Dalam pernyataan penutupnya dengan rekomendasi tegas: “Penegakan hukum harus dilakukan, dan setiap aktivitas reklamasi wajib memiliki AMDAL yang transparan dan melibatkan masyarakat.”

Sementara itu, Ketua Komunitas Peduli Reklamasi sekaligus Ketua lembaga swadaya masyarakat LSM NTB Corruption Watch (NCW) Fathurahman Lord menegaskan, adanya dugaan Reklamasi di kawasan konservasi Gili Gede dengan luas sedikitnya 7 are ini, tidak memiliki dasar hukum dan izin, dan laporannya saat ini sudah layangkan ke aparat penegak hukum.

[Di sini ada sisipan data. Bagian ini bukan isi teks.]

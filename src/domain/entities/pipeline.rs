//! Command Pipeline Entity
//!
//! Ordered remote command fragments, rendered into one shell line where
//! every step is `&&`-chained. Fault-tolerant steps carry their own
//! fallback chain and always exit 0.

use std::fmt;

/// What a pipeline step does
#[derive(Debug, Clone, Copy, PartialEq, Eq, Hash)]
pub enum StepKind {
    /// Shell environment setup (PATH, profile files)
    Preamble,
    /// `cd` into the deployment directory
    ChangeDirectory,
    /// User-declared pre-command
    PreCommand,
    /// Dependency install
    Install,
    /// Native module rebuild with fallback chain
    Rebuild,
    /// Record the installed lock file digest
    RecordMarker,
    /// Export runtime variables from the env file
    LoadEnv,
    /// Supervisor reload/start or direct launch
    ServiceAction,
}

impl StepKind {
    /// Steps that never abort the pipeline on their own
    pub fn is_fault_tolerant(&self) -> bool {
        matches!(self, Self::Preamble | Self::Rebuild)
    }
}

/// One fragment of the remote pipeline
#[derive(Debug, Clone, PartialEq, Eq)]
pub struct PipelineStep {
    pub kind: StepKind,
    pub command: String,
}

impl PipelineStep {
    pub fn new(kind: StepKind, command: impl Into<String>) -> Self {
        Self {
            kind,
            command: command.into(),
        }
    }
}

/// Ordered remote command pipeline
#[derive(Debug, Clone, Default, PartialEq, Eq)]
pub struct CommandPipeline {
    steps: Vec<PipelineStep>,
}

impl CommandPipeline {
    pub fn new() -> Self {
        Self::default()
    }

    pub fn push(&mut self, kind: StepKind, command: impl Into<String>) {
        self.steps.push(PipelineStep::new(kind, command));
    }

    pub fn steps(&self) -> &[PipelineStep] {
        &self.steps
    }

    pub fn len(&self) -> usize {
        self.steps.len()
    }

    pub fn is_empty(&self) -> bool {
        self.steps.is_empty()
    }

    /// Whether any step of the given kind is present
    pub fn contains(&self, kind: StepKind) -> bool {
        self.steps.iter().any(|s| s.kind == kind)
    }

    /// Position of the first step of the given kind
    pub fn position(&self, kind: StepKind) -> Option<usize> {
        self.steps.iter().position(|s| s.kind == kind)
    }

    /// Insert a step right after the last step of kind `anchor`
    ///
    /// Returns false, leaving the pipeline unchanged, when no such step exists.
    pub fn insert_after(
        &mut self,
        anchor: StepKind,
        kind: StepKind,
        command: impl Into<String>,
    ) -> bool {
        match self.steps.iter().rposition(|s| s.kind == anchor) {
            Some(at) => {
                self.steps.insert(at + 1, PipelineStep::new(kind, command));
                true
            }
            None => false,
        }
    }

    /// Render as a single short-circuit shell command line
    pub fn render(&self) -> String {
        self.steps
            .iter()
            .map(|s| s.command.as_str())
            .collect::<Vec<_>>()
            .join(" && ")
    }
}

impl fmt::Display for CommandPipeline {
    fn fmt(&self, f: &mut fmt::Formatter<'_>) -> fmt::Result {
        f.write_str(&self.render())
    }
}
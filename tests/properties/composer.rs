//! Property tests for remote pipeline composition.

use proptest::prelude::*;

use rollout::domain::entities::StepKind;
use rollout::domain::services::{compose, service_action, ServiceAction};
use rollout::{DeploymentDescriptor, ServerTarget};

fn descriptor() -> impl Strategy<Value = DeploymentDescriptor> {
    (
        "[a-z][a-z0-9-]{0,15}",
        "/[a-z/]{1,24}",
        proptest::collection::vec("[ -~]{1,24}", 0..4),
        proptest::collection::btree_map("[A-Z][A-Z_]{0,8}", "[ -~]{0,16}", 0..4),
        any::<bool>(),
        any::<bool>(),
    )
        .prop_map(|(app, path, pre, env, supervisor, optimize)| {
            let mut d = DeploymentDescriptor::new(ServerTarget::new("h", "u"), path, app)
                .with_pre_commands(pre)
                .with_supervisor(supervisor)
                .with_optimize_install(optimize);
            for (k, v) in env {
                d = d.with_env(k, v);
            }
            d
        })
}

proptest! {
    #![proptest_config(ProptestConfig {
        cases: 128,
        .. ProptestConfig::default()
    })]

    /// PROPERTY: composing twice yields the identical command sequence.
    #[test]
    fn property_composition_idempotent(d in descriptor(), install in any::<bool>()) {
        let first = compose(&d, install);
        let second = compose(&d, install);
        prop_assert_eq!(first.render(), second.render());
        prop_assert_eq!(first, second);
    }

    /// PROPERTY: install and rebuild appear together or not at all.
    #[test]
    fn property_install_implies_rebuild(d in descriptor(), install in any::<bool>()) {
        let pipeline = compose(&d, install);
        prop_assert_eq!(pipeline.contains(StepKind::Install), install);
        prop_assert_eq!(pipeline.contains(StepKind::Rebuild), install);
    }

    /// PROPERTY: the service action always comes last.
    #[test]
    fn property_service_action_last(d in descriptor(), install in any::<bool>()) {
        let pipeline = compose(&d, install);
        let last = pipeline.steps().last().map(|s| s.kind);
        prop_assert_eq!(last, Some(StepKind::ServiceAction));
    }

    /// PROPERTY: every user pre-command runs inside its own brace group.
    #[test]
    fn property_pre_commands_are_grouped(d in descriptor(), install in any::<bool>()) {
        let pipeline = compose(&d, install);
        for step in pipeline.steps().iter().filter(|s| s.kind == StepKind::PreCommand) {
            prop_assert!(step.command.starts_with("{ "), "command does not start with group open");
            prop_assert!(step.command.ends_with("\n}"), "command does not end with group close");
        }
    }

    /// PROPERTY: exactly one of reload or start is chosen.
    #[test]
    fn property_one_service_action(registered in any::<bool>()) {
        let action = service_action(registered);
        prop_assert_eq!(action == ServiceAction::Reload, registered);
        prop_assert_eq!(action == ServiceAction::Start, !registered);
    }
}
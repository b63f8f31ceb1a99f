//! Event Sink Implementations
//!
//! - JsonEventSink: NDJSON output for CI/automation
//! - ConsoleEventSink lives in the binary's `ui` module

mod json;

pub use json::{event_json, JsonEventSink};
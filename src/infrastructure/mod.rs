//! Infrastructure Layer
//!
//! Concrete implementations of domain ports.
//! This layer handles all I/O operations.
//!
//! ## Structure
//!
//! - `process/` - Local subprocesses and the line pump
//! - `ssh/` - OpenSSH ControlMaster connector and session
//! - `transfer/` - Delta-sync and archive strategies
//! - `repositories/` - Descriptor files
//! - `events/` - NDJSON event sink

pub mod events;
pub mod lock;
pub mod process;
pub mod repositories;
pub mod ssh;
pub mod transfer;
pub mod vault;

// Re-export for convenience
pub use events::JsonEventSink;
pub use lock::RunLock;
pub use process::{SessionLogStream, SystemCommandRunner};
pub use repositories::{DescriptorOverrides, DescriptorTemplate, JsonDescriptorRepository};
pub use ssh::{SshConnector, SshSettings};
pub use transfer::{ArchiveTransfer, RsyncTransfer};
pub use vault::{CredentialVault, MachineIdentity};
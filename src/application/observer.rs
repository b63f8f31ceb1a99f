//! Line observer that forwards output to the deploy event sink

use std::sync::Arc;

use tracing::trace;

use crate::domain::ports::{DeployEvent, DeployEventSink, LineSource, LogObserver};
use crate::domain::value_objects::LogEvent;

/// Forwards non-blank sanitized lines as `DeployEvent::Line`
pub struct EventLineObserver {
    sink: Arc<dyn DeployEventSink>,
    source: LineSource,
}

impl EventLineObserver {
    pub fn new(sink: Arc<dyn DeployEventSink>, source: LineSource) -> Self {
        Self { sink, source }
    }
}

impl LogObserver for EventLineObserver {
    fn on_line(&self, event: LogEvent) {
        trace!(source = self.source.name(), channel = event.channel.name(), line = %event.sanitized);
        if event.is_blank() || !self.sink.wants_detailed_events() {
            return;
        }
        self.sink.on_event(DeployEvent::Line {
            source: self.source,
            event,
        });
    }
}

#[cfg(test)]
mod tests {
    use super::*;
    use crate::domain::ports::NoopEventSink;
    use crate::domain::value_objects::Channel;
    use std::sync::Mutex;

    #[derive(Default)]
    struct Recorder(Mutex<Vec<DeployEvent>>);

    impl DeployEventSink for Recorder {
        fn on_event(&self, event: DeployEvent) {
            self.0.lock().unwrap().push(event);
        }
    }

    #[test]
    fn blank_lines_are_dropped() {
        let sink = Arc::new(Recorder::default());
        let observer = EventLineObserver::new(sink.clone(), LineSource::Remote);
        observer.on_line(LogEvent::new(Channel::Out, "\u{1b}[2K"));
        observer.on_line(LogEvent::new(Channel::Out, "ready"));
        assert_eq!(sink.0.lock().unwrap().len(), 1);
    }

    #[test]
    fn summary_sinks_get_no_lines() {
        let observer = EventLineObserver::new(Arc::new(NoopEventSink), LineSource::Build);
        observer.on_line(LogEvent::new(Channel::Err, "x"));
    }
}
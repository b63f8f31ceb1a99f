//! Rollout - build, ship and restart web applications over SSH
//!
//! Rollout builds a Node web application locally while it opens an SSH
//! session to the target host, transfers the build output (delta-sync with
//! an archive fallback), installs remote dependencies only when the lock
//! file changed, and reloads or starts the app under its process
//! supervisor.
//!
//! ## Layers
//!
//! - `domain` - Entities, rules and ports; no I/O
//! - `application` - Use cases (build, connect, transfer, orchestrate)
//! - `infrastructure` - SSH, rsync, archive, vault, descriptor files
//! - `config` - Layered TOML tool configuration
//! - `presentation` - CLI definition and dependency wiring

pub mod application;
pub mod config;
pub mod domain;
pub mod error;
pub mod infrastructure;
pub mod presentation;

// Re-exports for convenience
pub use application::{DeployOptions, DeployReport, DeploymentOrchestrator};
pub use config::Config;
pub use domain::entities::{DeploymentDescriptor, ServerTarget};
pub use domain::services::ansi::sanitize;
pub use error::{RolloutError, RolloutResult};
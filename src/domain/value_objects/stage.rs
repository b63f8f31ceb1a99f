//! Deployment Stage
//!
//! States of a single orchestrated run.

use std::fmt;

use serde::Serialize;

/// Stage of a deployment run
///
/// ```text
/// Idle -> BuildingAndConnecting -> Transferring -> DiffingDependencies
///      -> ExecutingRemote -> Finalizing -> Succeeded
/// any non-terminal stage -> Failed
/// ```
#[derive(Debug, Clone, Copy, PartialEq, Eq, Hash, Serialize)]
#[serde(rename_all = "snake_case")]
pub enum DeployStage {
    Idle,
    BuildingAndConnecting,
    Transferring,
    DiffingDependencies,
    ExecutingRemote,
    Finalizing,
    Succeeded,
    Failed,
}

impl DeployStage {
    pub fn is_terminal(&self) -> bool {
        matches!(self, Self::Succeeded | Self::Failed)
    }

    /// The stage that follows on success, if any
    pub fn next(&self) -> Option<Self> {
        match self {
            Self::Idle => Some(Self::BuildingAndConnecting),
            Self::BuildingAndConnecting => Some(Self::Transferring),
            Self::Transferring => Some(Self::DiffingDependencies),
            Self::DiffingDependencies => Some(Self::ExecutingRemote),
            Self::ExecutingRemote => Some(Self::Finalizing),
            Self::Finalizing => Some(Self::Succeeded),
            Self::Succeeded | Self::Failed => None,
        }
    }

    /// Whether moving from `self` to `to` is a legal transition
    pub fn can_transition_to(&self, to: DeployStage) -> bool {
        if self.is_terminal() {
            return false;
        }
        if to == Self::Failed {
            return *self != Self::Idle;
        }
        self.next() == Some(to)
    }

    pub fn label(&self) -> &'static str {
        match self {
            Self::Idle => "idle",
            Self::BuildingAndConnecting => "building and connecting",
            Self::Transferring => "transferring",
            Self::DiffingDependencies => "diffing dependencies",
            Self::ExecutingRemote => "executing remote pipeline",
            Self::Finalizing => "finalizing",
            Self::Succeeded => "succeeded",
            Self::Failed => "failed",
        }
    }
}

impl fmt::Display for DeployStage {
    fn fmt(&self, f: &mut fmt::Formatter<'_>) -> fmt::Result {
        f.write_str(self.label())
    }
}

#[cfg(test)]
mod tests {
    use super::*;

    #[test]
    fn happy_path_is_linear() {
        let mut stage = DeployStage::Idle;
        let mut visited = vec![stage];
        while let Some(next) = stage.next() {
            assert!(stage.can_transition_to(next));
            stage = next;
            visited.push(stage);
        }
        assert_eq!(stage, DeployStage::Succeeded);
        assert_eq!(visited.len(), 7);
    }

    #[test]
    fn any_active_stage_can_fail() {
        for stage in [
            DeployStage::BuildingAndConnecting,
            DeployStage::Transferring,
            DeployStage::DiffingDependencies,
            DeployStage::ExecutingRemote,
            DeployStage::Finalizing,
        ] {
            assert!(stage.can_transition_to(DeployStage::Failed));
        }
    }

    #[test]
    fn terminal_stages_do_not_move() {
        assert!(!DeployStage::Succeeded.can_transition_to(DeployStage::Failed));
        assert!(!DeployStage::Failed.can_transition_to(DeployStage::Idle));
    }

    #[test]
    fn stages_cannot_be_skipped() {
        assert!(!DeployStage::Transferring.can_transition_to(DeployStage::ExecutingRemote));
        assert!(!DeployStage::Idle.can_transition_to(DeployStage::Failed));
    }
}
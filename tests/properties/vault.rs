//! Property tests for the credential vault.

use proptest::prelude::*;

use rollout::domain::ports::SecretCipher;
use rollout::infrastructure::{CredentialVault, MachineIdentity};

fn vault(user: &str, host: &str) -> CredentialVault {
    // Few rounds keep the suite fast; the format records the count anyway.
    CredentialVault::with_identity(MachineIdentity::new(user, host)).with_iterations(16)
}

proptest! {
    #![proptest_config(ProptestConfig {
        cases: 64,
        .. ProptestConfig::default()
    })]

    /// PROPERTY: decrypt(encrypt(P)) == P for the same identity.
    #[test]
    fn property_round_trip_same_identity(secret in "(?s).{0,64}") {
        let v = vault("deploy", "build-01");
        let stored = v.encrypt(&secret).unwrap();
        let decrypted = v.decrypt(&stored);
        prop_assert_eq!(decrypted.expose(), secret.as_str());
    }

    /// PROPERTY: another identity never recovers a non-empty secret.
    #[test]
    fn property_other_identity_gets_empty(secret in ".{1,64}", other in "[a-z]{1,12}") {
        prop_assume!(other != "deploy");
        let stored = vault("deploy", "build-01").encrypt(&secret).unwrap();
        prop_assert!(vault(&other, "build-01").decrypt(&stored).is_empty());
    }

    /// PROPERTY: arbitrary stored text never panics and never errors loudly.
    #[test]
    fn property_garbage_decrypts_to_empty(garbage in "(?s).{0,128}") {
        prop_assume!(!garbage.is_empty());
        let _ = vault("deploy", "build-01").decrypt(&garbage);
    }
}
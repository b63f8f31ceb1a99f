//! Deploy Result

use std::time::Duration;

use crate::domain::value_objects::{DeployStage, Fingerprint, TransferStrategyKind};

/// Outcome of a successful deployment run
#[derive(Debug, Clone)]
pub struct DeployReport {
    /// Strategy that actually placed the artifact
    pub strategy: TransferStrategyKind,
    /// Whether the remote install ran
    pub installed: bool,
    /// Fingerprint now recorded on the host
    pub fingerprint: Option<Fingerprint>,
    /// Public URL of the app
    pub url: String,
    /// Post-deploy commands that failed (reported, never fatal)
    pub post_command_failures: Vec<String>,
    /// Stages visited, in order
    pub stages: Vec<DeployStage>,
    pub elapsed: Duration,
}

impl DeployReport {
    pub fn has_warnings(&self) -> bool {
        !self.post_command_failures.is_empty()
    }
}
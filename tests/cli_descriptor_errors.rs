//! Commands that need a descriptor fail before any connection attempt.

mod common;

use common::*;

#[test]
fn missing_descriptor_points_at_init() {
    let env = TestEnv::new();
    let result = env.run(&["ps"]);
    assert!(!result.success);
    assert_eq!(result.exit_code, 1);
    assert!(result.stderr.contains("rollout init"), "{}", result.stderr);
}

#[test]
fn missing_descriptor_in_json_mode_has_kind() {
    let env = TestEnv::new();
    let result = env.run(&["--json", "deploy"]);
    assert!(!result.success);

    let records = result.json_lines();
    assert_eq!(records.len(), 1);
    assert_eq!(records[0]["event"], "error");
    assert_eq!(records[0]["kind"], "descriptor_not_found");
}

#[test]
fn several_descriptors_need_an_env_flag() {
    let env = TestEnv::new();
    env.write_project_file(".rollout.production.json", VALID_DESCRIPTOR);
    env.write_project_file(".rollout.staging.json", VALID_DESCRIPTOR);

    let result = env.run(&["--json", "logs"]);
    assert!(!result.success);
    let records = result.json_lines();
    assert_eq!(records[0]["kind"], "ambiguous_descriptor");
    let message = records[0]["message"].as_str().unwrap();
    assert!(message.contains(".rollout.production.json"));
    assert!(message.contains(".rollout.staging.json"));
}

#[test]
fn unknown_environment_is_not_found() {
    let env = TestEnv::new();
    env.write_project_file(".rollout.production.json", VALID_DESCRIPTOR);

    let result = env.run(&["--json", "ps", "--env", "qa"]);
    assert!(!result.success);
    assert_eq!(result.json_lines()[0]["kind"], "descriptor_not_found");
}

#[test]
fn descriptor_without_host_is_invalid() {
    let env = TestEnv::new();
    env.write_project_file(".rollout.production.json", MISSING_HOST_DESCRIPTOR);

    let result = env.run(&["deploy"]);
    assert!(!result.success);
    assert!(result.stderr.contains("server.host"), "{}", result.stderr);
}

#[test]
fn malformed_config_is_reported_with_its_file() {
    let env = TestEnv::new();
    env.write_project_file(".rollout/config.toml", "[connection\ntimeout_secs = 5\n");

    let result = env.run(&["--json", "ps"]);
    assert!(!result.success);
    let records = result.json_lines();
    assert_eq!(records[0]["kind"], "config");
}

#[test]
fn unknown_config_key_warns_on_stderr() {
    let env = TestEnv::new();
    env.write_project_file(".rollout/config.toml", "[connection]\ntimout_secs = 5\n");

    let result = env.run(&["ps"]);
    assert!(!result.success);
    assert!(result.stderr.contains("timout_secs"), "{}", result.stderr);
}
//! `rollout logs`

use std::io::Write;

use anyhow::Result;
use rollout::application::RemoteLogsQuery;
use rollout::domain::ports::LogObserver;
use rollout::domain::value_objects::LogEvent;
use rollout::presentation::factory::{create_cipher, create_connection_manager};
use rollout::presentation::TargetArgs;
use tracing::{debug, warn};

use super::{CommandContext, GlobalFlags};
use crate::ui::json;

/// Prints each sanitized remote line as it arrives
struct PrintObserver {
    json: bool,
}

impl LogObserver for PrintObserver {
    fn on_line(&self, event: LogEvent) {
        if event.is_blank() {
            return;
        }
        if self.json {
            json::emit(serde_json::json!({
                "event": "line",
                "command": "logs",
                "channel": event.channel.name(),
                "text": event.sanitized,
            }));
            return;
        }
        let mut out = std::io::stdout().lock();
        let _ = writeln!(out, "{}", event.sanitized);
    }
}

pub fn cmd_logs(flags: GlobalFlags, target: &TargetArgs, query: &RemoteLogsQuery) -> Result<()> {
    let ctx = CommandContext::load(flags)?;
    let descriptor = ctx.descriptor(target)?;

    let password = create_cipher().decrypt(&descriptor.server.encrypted_password);
    let mut session = create_connection_manager(&ctx.config).connect(&descriptor, &password)?;
    debug!(process = query.process_name(&descriptor), "connected for logs");
    let observer = PrintObserver { json: ctx.ui.json };
    let result = query.execute(&descriptor, session.as_mut(), &observer);
    if let Err(e) = session.close() {
        warn!(error = %e, "closing remote session failed");
    }
    Ok(result?)
}
//! Remote Session Port
//!
//! An established remote shell: run commands with live output, capture
//! short outputs, and expose the transport so transfer tools can reuse the
//! same authenticated connection.

use std::path::PathBuf;

use crate::domain::entities::DeploymentDescriptor;
use crate::domain::ports::LogObserver;
use crate::domain::value_objects::Secret;
use crate::error::RolloutResult;

/// Captured result of a short remote command
#[derive(Debug, Clone, Default, PartialEq, Eq)]
pub struct CommandOutput {
    pub code: i32,
    pub stdout: String,
    pub stderr: String,
}

impl CommandOutput {
    pub fn success(&self) -> bool {
        self.code == 0
    }
}

/// How to reach the host again from another tool (rsync, scp)
#[derive(Debug, Clone, Default)]
pub struct TransportSpec {
    /// `user@host`
    pub destination: String,
    pub port: u16,
    /// Multiplexing socket of the established session, if any
    pub control_path: Option<PathBuf>,
    /// Extra `-o` options and identity flags for the ssh client
    pub ssh_args: Vec<String>,
    /// Password for the credential helper; empty when unused
    pub password: Secret,
}

impl TransportSpec {
    /// Remote shell command line for `rsync -e`
    pub fn ssh_command(&self) -> String {
        let mut parts = vec!["ssh".to_string(), "-p".to_string(), self.port.to_string()];
        if let Some(path) = &self.control_path {
            parts.push("-o".to_string());
            parts.push(format!("ControlPath={}", path.display()));
        }
        parts.extend(self.ssh_args.iter().cloned());
        parts.join(" ")
    }

    /// Options for `scp` (which takes `-P` for the port)
    pub fn scp_args(&self) -> Vec<String> {
        let mut args = vec!["-P".to_string(), self.port.to_string()];
        if let Some(path) = &self.control_path {
            args.push("-o".to_string());
            args.push(format!("ControlPath={}", path.display()));
        }
        args.extend(self.ssh_args.iter().cloned());
        args
    }
}

/// An open remote shell session, exclusively owned by one run
pub trait RemoteSession: Send {
    /// Run a command under a pseudo-terminal, streaming sanitized lines
    /// until the remote output closes; returns the exit status
    fn exec(&mut self, command: &str, observer: &dyn LogObserver) -> RolloutResult<i32>;

    /// Run a short command and capture its output
    fn capture(&mut self, command: &str) -> RolloutResult<CommandOutput>;

    /// Transport details for tools that open their own channel
    fn transport(&self) -> TransportSpec;

    /// Close the session; idempotent
    fn close(&mut self) -> RolloutResult<()>;
}

/// Opens remote sessions
pub trait Connector: Send + Sync {
    /// Establish a session within the configured timeout
    fn connect(
        &self,
        descriptor: &DeploymentDescriptor,
        password: &Secret,
    ) -> RolloutResult<Box<dyn RemoteSession>>;
}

"Pembangunan dermaga ini kami melihat belum ada pengajuan izin mendirikan bangunan atau persetujuan bangunan gedung. Ya, termasuk soal pemenuhan Amdal atau UKL-UPL," katanya.

Dengan adanya persoalan ini, NCW menduga adanya pelanggaran hukum sesuai aturan Pasal 36 ayat (1) Undang Undang Nomor 32 Tahun 2009 tentang Perlindungan dan Pengelolaan Lingkungan Hidup (PPLH).

"Dalam aturan pasal 36 ayat (1), menyebutkan bahwa setiap usaha dan/atau kegiatan yang wajib memiliki amdal atau UKL-UPL, wajib memiliki izin lingkungan," tegasnya.

Fathurahman berharap, dugaan kasus reklamasi laut di kawasan konservasi Gili Gede ini menjadi atensi aparat penegak hukum, namun meminta agar masyarakat tetap menjaga Kamtibmas dan menyerahkan penyelesaian kasus ini ke aparat penegak hukum.

“Terkait dugaannya reklamasi yang ada di Gili Gede kecamatan Sekotong ini, bahwa kasus ini kami minta atensi, biar Kamtibmas di wilayah secara khusus sekotong, dan secara umum Lombok Barat ini aman dan kondusif. Iya, himbauan ke masyarakat, untuk dalam proses ini sampai selesai ya, untuk tetap jaga Kamtibmas, jangan ada ribut maupun aksi yang lain-lain, kita serahkan penyelesaiannya ke aparat penegak hukum,” tutupnya.    


Menanggapi persoalan ini, Kepala Dinas Kelautan dan Perikanan (DKP) Nusa Tenggara Barat Muslim menegaskan, pemerintah provinsi NTB tidak pernah mengeluarkan izin reklamasi laut di kawasan Gili Gede, dan izin yang diajukan perusahaan tersebut adalah pembangunan dermaga dan water bungalow.

"Mereka mengajukan izin pembangunan dermaga dan water bungalow, tidak ada izin reklamasi," ujar Muslim.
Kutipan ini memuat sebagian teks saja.